W głowie pojawiły mi się obrazy sprzed
dwóch tygodni. Telefon od sąsiadów, że dziwnie dymi nam się z okna w kuchni i
czy oby na pewno wszystko tam w porządku. Cóż, było blisko pożaru, ale tak,
wszystko super.
— Jak to się dzieje, że
zawsze kiedy mam mieć wolne nigdy go nie mam, jak uważasz? — gniewnie
zapytałam.
— Wiem, wiem. Miałaś
dziś mieć luz, ale dostałam zaproszenie na kolację z szefową i muszę tam być
dziś wieczór. Przykro mi.
— Czyżby?
Mama uśmiechnęła się, poklepała mnie po
głowie jak pieska.
— Pomyśl i powiedz mi
jak mogę ci to wynagrodzić.
— Nie obiecuję, że
będzie to rozsądne i tanie życzenie — zachichotałam, wiedząc już o co
poproszę.
— Cóż, ufam że się
opamiętasz.
— Ha! Dobre
— powiedziałam i machnęłam ręką na pożegnanie.
Zostałam obdarzona kuksańcem w ramię.
Złapałam płaszcz, ostatnie spojrzenie w lustro i jestem gotowa na następny
cudowny wtorek w moim życiu. Byle nie był jak poniedziałek, bo nie wiem czy
przeżyję więcej atrakcji w tym roku. Widocznie w nocy nieźle lało, bo wszędzie
były kałuże. Idąc chodnikiem starałam się je omijać, lecz nie zawsze się to
udawało. Efektem były upaprane w błocie buty i nogawki spodni. Byłam pięć minut
od szkoły kiedy nagle na moim ciele wylądowała fala brudnej wody. Stanęłam jak
wryta. Z otwartą buzią i furią w oczach spojrzałam przed siebie gdzie zatrzymał
się winowajca. Na poboczu przystanęło imponujące czarne audi.
— No wysiądź ty
skończony debilu — warknęłam do siebie pod nosem.

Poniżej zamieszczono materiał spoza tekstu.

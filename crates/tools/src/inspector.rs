use digworld_common::ChunkCoord;
use digworld_kernel::{Chunk, VoxelWorld};
use serde::Serialize;

/// World inspector for developer tooling.
///
/// Read-only queries against the voxel world for the overlay, the CLI and
/// debugging.
pub struct WorldInspector;

impl WorldInspector {
    /// Produce a summary of the world and its cached meshes.
    pub fn summary(world: &VoxelWorld) -> WorldSummary {
        let mut summary = WorldSummary::default();
        world.for_each_chunk(|_, chunk| {
            summary.chunks += 1;
            summary.voxels += chunk.voxel_count();
            if chunk.is_dirty() {
                summary.dirty_chunks += 1;
            }
            if chunk.is_vacant() {
                summary.vacant_chunks += 1;
            }
            let mesh = chunk.mesh();
            if mesh.is_drawable() {
                summary.drawable_chunks += 1;
                summary.indices += mesh.index_count as u64;
            }
        });
        summary
    }

    /// Details about a single chunk.
    pub fn inspect_chunk(world: &VoxelWorld, coord: ChunkCoord) -> Option<ChunkInfo> {
        world.chunk(coord).map(|chunk| ChunkInfo::new(coord, chunk))
    }

    /// All chunk coordinates, sorted.
    pub fn list_chunks(world: &VoxelWorld) -> Vec<ChunkCoord> {
        let mut coords: Vec<ChunkCoord> = world.chunks().map(|(c, _)| c).collect();
        coords.sort();
        coords
    }
}

/// Summary of world state for the inspector.
#[derive(Debug, Clone, Default, PartialEq, Eq, Serialize)]
pub struct WorldSummary {
    pub chunks: usize,
    pub voxels: usize,
    pub dirty_chunks: usize,
    /// Chunks that exist but currently hold no voxels.
    pub vacant_chunks: usize,
    pub drawable_chunks: usize,
    pub indices: u64,
}

impl WorldSummary {
    pub fn triangles(&self) -> u64 {
        self.indices / 3
    }
}

impl std::fmt::Display for WorldSummary {
    fn fmt(&self, f: &mut std::fmt::Formatter<'_>) -> std::fmt::Result {
        write!(
            f,
            "World: chunks={} voxels={} dirty={} drawable={} triangles={}",
            self.chunks,
            self.voxels,
            self.dirty_chunks,
            self.drawable_chunks,
            self.triangles()
        )
    }
}

/// Detailed info about a single chunk.
#[derive(Debug, Clone, PartialEq, Serialize)]
pub struct ChunkInfo {
    pub coord: ChunkCoord,
    pub origin: [f32; 3],
    pub voxels: usize,
    pub dirty: bool,
    pub rebuilds: u64,
    pub index_count: u32,
    pub drawable: bool,
}

impl ChunkInfo {
    fn new(coord: ChunkCoord, chunk: &Chunk) -> Self {
        Self {
            coord,
            origin: coord.origin().to_array(),
            voxels: chunk.voxel_count(),
            dirty: chunk.is_dirty(),
            rebuilds: chunk.rebuild_count(),
            index_count: chunk.mesh().index_count,
            drawable: chunk.mesh().is_drawable(),
        }
    }
}

impl std::fmt::Display for ChunkInfo {
    fn fmt(&self, f: &mut std::fmt::Formatter<'_>) -> std::fmt::Result {
        write!(
            f,
            "Chunk {} origin=({:.0}, {:.0}, {:.0}) voxels={} dirty={} rebuilds={} indices={}",
            self.coord,
            self.origin[0],
            self.origin[1],
            self.origin[2],
            self.voxels,
            self.dirty,
            self.rebuilds,
            self.index_count,
        )
    }
}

Jak na życzenie, drzwi otworzyły się i
tu moja odwaga się skończyła (no co!? Nie spodziewałam się, że mam taką moc!).
Z auta wysiadł wysoki brunet w dopasowanych, modnych rurkach, szmaragdowej
koszulce i skórzanej kurtce. Matko i córko oraz reszto rodziny. Może i wyglądał
lepiej niż ustawa przewiduje, lecz nadal byłam mokra (w ten gorszy sposób
niestety, ale mało brakuje) oraz zirytowana. Chłopak zbliżał się do mnie
raźnym, seksownym krokiem (oj mógłby przestać, ja tu próbuję myśleć).
— Hej! Bardzo Cię
przepraszam! Zamyśliłem się i nie zauważyłem ani Ciebie ani kałuży.

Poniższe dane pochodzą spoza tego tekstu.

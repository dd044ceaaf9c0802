use std::collections::VecDeque;
use std::time::Duration;

/// Rolling window of recent frame times for the overlay.
#[derive(Debug, Clone)]
pub struct FrameTimer {
    samples: VecDeque<Duration>,
    window: usize,
    total_frames: u64,
}

impl FrameTimer {
    /// A timer averaging over the last `window` frames. A zero window holds one frame.
    pub fn new(window: usize) -> Self {
        let window = window.max(1);
        Self {
            samples: VecDeque::with_capacity(window),
            window,
            total_frames: 0,
        }
    }

    pub fn record(&mut self, dt: Duration) {
        if self.samples.len() == self.window {
            self.samples.pop_front();
        }
        self.samples.push_back(dt);
        self.total_frames += 1;
    }

    /// Frames currently in the window.
    pub fn count(&self) -> usize {
        self.samples.len()
    }

    /// Frames recorded since creation.
    pub fn total_frames(&self) -> u64 {
        self.total_frames
    }

    pub fn average(&self) -> Duration {
        if self.samples.is_empty() {
            return Duration::ZERO;
        }
        self.samples.iter().sum::<Duration>() / self.samples.len() as u32
    }

    pub fn max(&self) -> Duration {
        self.samples.iter().copied().max().unwrap_or_default()
    }

    pub fn min(&self) -> Duration {
        self.samples.iter().copied().min().unwrap_or_default()
    }

    /// Frames per second from the window average, 0 when empty.
    pub fn fps(&self) -> f64 {
        let avg = self.average().as_secs_f64();
        if avg > 0.0 { 1.0 / avg } else { 0.0 }
    }
}

impl Default for FrameTimer {
    fn default() -> Self {
        Self::new(120)
    }
}

#[cfg(test)]
mod tests {
    use super::*;

    #[test]
    fn empty_timer() {
        let timer = FrameTimer::new(4);
        assert_eq!(timer.count(), 0);
        assert_eq!(timer.average(), Duration::ZERO);
        assert_eq!(timer.fps(), 0.0);
    }

    #[test]
    fn tracks_window_statistics() {
        let mut timer = FrameTimer::new(3);
        timer.record(Duration::from_millis(10));
        timer.record(Duration::from_millis(20));
        timer.record(Duration::from_millis(30));

        assert_eq!(timer.count(), 3);
        assert_eq!(timer.average(), Duration::from_millis(20));
        assert_eq!(timer.max(), Duration::from_millis(30));
        assert_eq!(timer.min(), Duration::from_millis(10));
        assert!((timer.fps() - 50.0).abs() < 1e-9);
    }

    #[test]
    fn window_drops_oldest() {
        let mut timer = FrameTimer::new(2);
        timer.record(Duration::from_millis(10));
        timer.record(Duration::from_millis(20));
        timer.record(Duration::from_millis(30));

        assert_eq!(timer.count(), 2);
        assert_eq!(timer.total_frames(), 3);
        assert_eq!(timer.average(), Duration::from_millis(25));
        assert_eq!(timer.min(), Duration::from_millis(20));
    }

    #[test]
    fn zero_window_keeps_latest() {
        let mut timer = FrameTimer::new(0);
        timer.record(Duration::from_millis(5));
        timer.record(Duration::from_millis(7));
        assert_eq!(timer.count(), 1);
        assert_eq!(timer.average(), Duration::from_millis(7));
    }
}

Stałam i tylko patrzyłam w jego śliczne,
niebieskie oczyska.
— Wszystko ok?
— spytał, bo nie doczekał się odpowiedzi.
— Mokro mi, więc nie
bardzo? — brawa dla tej pani, chyba się ogarnęła.
— Jeszcze raz
przepraszam — odpowiedział ze zmarszczonym czołem i uroczym uśmiechem.
— W ramach
zadośćuczynienia wieziesz mnie do domu. I to teraz.
— Tak. Myślę, że to
całkiem niezły pomysł. Wyglądasz, no.. tak jakby.. okropnie.
— Aha, no przepraszam,
że psuje ci widok.
Zmierzyłam go wzrokiem unosząc wysoko
brwi. Mimowolnie się uśmiechnęłam. Oszalałam! On mówi, że wyglądam strasznie, a
ja się śmieje. Nie wierzę. Wsiadłam do pięknego auta i wpisałam swój adres
w jego GPSa. Obdarował mnie ślicznym uśmiechem numer dwa. Przewróciłam oczami.
Oby nie był psychopatą. Byłam speszona i jednocześnie przytłoczona, więc nie
odzywałam się przez całą drogę. Udawałam, że widoki z okna widzę pierwszy
raz w życiu.
Kiedy dojechaliśmy do mojego domu
powiedziałam, żeby wszedł i poczekał na mnie. Wbiegłam po schodach i dopadłam
do drzwi. Zdjęłam przemoczone buty w holu i poleciałam do łazienki. Jedno
spojrzenie w lustro i wszystko jasne. Audrey- wyglądasz wstrętnie. Zrzuciłam
brudne ubranie i wskoczyłam pod prysznic. Tu doczekaliście się opisu głównej
bohaterki. Gratulacje, za dotrwanie do tego momentu.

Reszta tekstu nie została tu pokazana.